Giving autonomous agents control of funds introduces new failure modes: a compromised, buggy, or manipulated agent could move or lose money rapidly and irreversibly, and responsibility for such losses is legally unsettled. More broadly, the crypto sector remains a target for theft regardless of AI, with billions of dollars stolen annually through exploits, including the record Bybit hack in 2025 [6]. Concerns also persist about the energy consumption of some blockchains and of AI compute, although the relationship is complex and varies by network and hardware.
AI in cryptocurrency sits at the overlap of two evolving regulatory areas, and dedicated rules for the intersection are still nascent as of 2026.
On the cryptocurrency side, the United States enacted the GENIUS Act in July 2025, its first comprehensive federal framework for payment stablecoins, which requires full reserve backing, audits, and enhanced AML obligations for issuers [13]. The European Union's Markets in Crypto-Assets Regulation (MiCA) provides a broader licensing and consumer-protection regime for crypto assets across the bloc. These rules govern the crypto rails that AI agents and AI-themed projects use, including the stablecoins relied on by agentic-payment systems such as x402.
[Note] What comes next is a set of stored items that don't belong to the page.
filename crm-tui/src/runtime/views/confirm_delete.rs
use crate::app::App;
use crossterm::event::{KeyCode, KeyEvent};

use super::super::action_queue::{Action, ActionTx};
use super::enqueue_action;

pub(super) fn handle_confirm_delete_key(key: KeyEvent, app: &mut App, action_tx: &ActionTx) {
    match key.code {
        KeyCode::Char('y') | KeyCode::Char('Y') | KeyCode::Enter => {
            enqueue_action(action_tx, Action::ConfirmDelete);
        }
        KeyCode::Char('n') | KeyCode::Char('N') | KeyCode::Esc => app.cancel_delete(),
        _ => {}
    }
}
use crate::api::ApiClient;
use crate::app::App;
use crate::ui;
use anyhow::Result;
use crossterm::event::{self, Event, KeyEventKind};
use ratatui::{backend::CrosstermBackend, Terminal};
use std::io;
use std::time::{Duration, Instant};

use super::action_queue::{channel, Action};
use super::actions::run_action;
use super::views::handle_view_key;

pub async fn run_app(
    terminal: &mut Terminal<CrosstermBackend<io::Stdout>>,
    app: &mut App,
    client: &ApiClient,
) -> Result<()> {
    let (action_tx, mut action_rx) = channel();
    let _ = action_tx.send(Action::Reload);

    loop {
        terminal.draw(|f| ui::render(f, app))?;

        if app.is_loading {
            app.throbber_state.calc_next();
        }
        app.expire_notification(Instant::now());

        if event::poll(Duration::from_millis(100))? {
            if let Event::Key(key) = event::read()? {
                if key.kind == KeyEventKind::Press {
                    handle_view_key(key, app, &action_tx);
                }
            }
        }

        while let Ok(action) = action_rx.try_recv() {
            // Show the spinner or "Saving..." before awaiting the service.
            if matches!(action, Action::Reload) {
                app.begin_loading();
            }
            terminal.draw(|f| ui::render(f, app))?;
            run_action(action, app, client).await;
        }

        if !app.running {
            break;
        }
    }

    Ok(())
}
On the AI side, the EU AI Act introduces risk-based obligations for AI systems and transparency requirements for some generative and synthetic-media uses, and several US states have passed content-provenance and anti-deepfake laws referencing standards such as C2PA [12]. AML and sanctions rules apply to on-chain activity regardless of whether AI is involved, which is why compliance firms are investing in AI analytics [4][5]. No major jurisdiction has yet adopted a comprehensive framework aimed specifically at autonomous AI agents that hold and move cryptocurrency, leaving questions of liability, identity, and accountability for agent-initiated transactions largely unresolved.
As of 2026, the clearest near-term value at the AI-crypto intersection is in analytics and security: machine learning for on-chain tracing and AML is in production at major compliance firms, and AI-assisted smart-contract auditing is improving even though it does not replace human review [4][5][7]. Infrastructure for AI agents to hold wallets and pay for services with stablecoins is being built and attracting institutional participation, but it is early, and the consequences of giving autonomous software direct control of funds are not yet well understood [8][10].
The more speculative strands, decentralized AI compute and data networks and the broad category of "AI tokens," remain unproven as businesses, and their token values have been volatile and narrative-driven [1]. The most certain trend is unfortunately a harmful one: generative AI continues to lower the cost and raise the effectiveness of cryptocurrency scams, making fraud detection, provenance, and public awareness increasingly important [2][3]. Readers should treat performance claims, market-cap figures, and project promises in this space with skepticism, rely on reputable sources, and recognize that nothing in this area constitutes investment advice.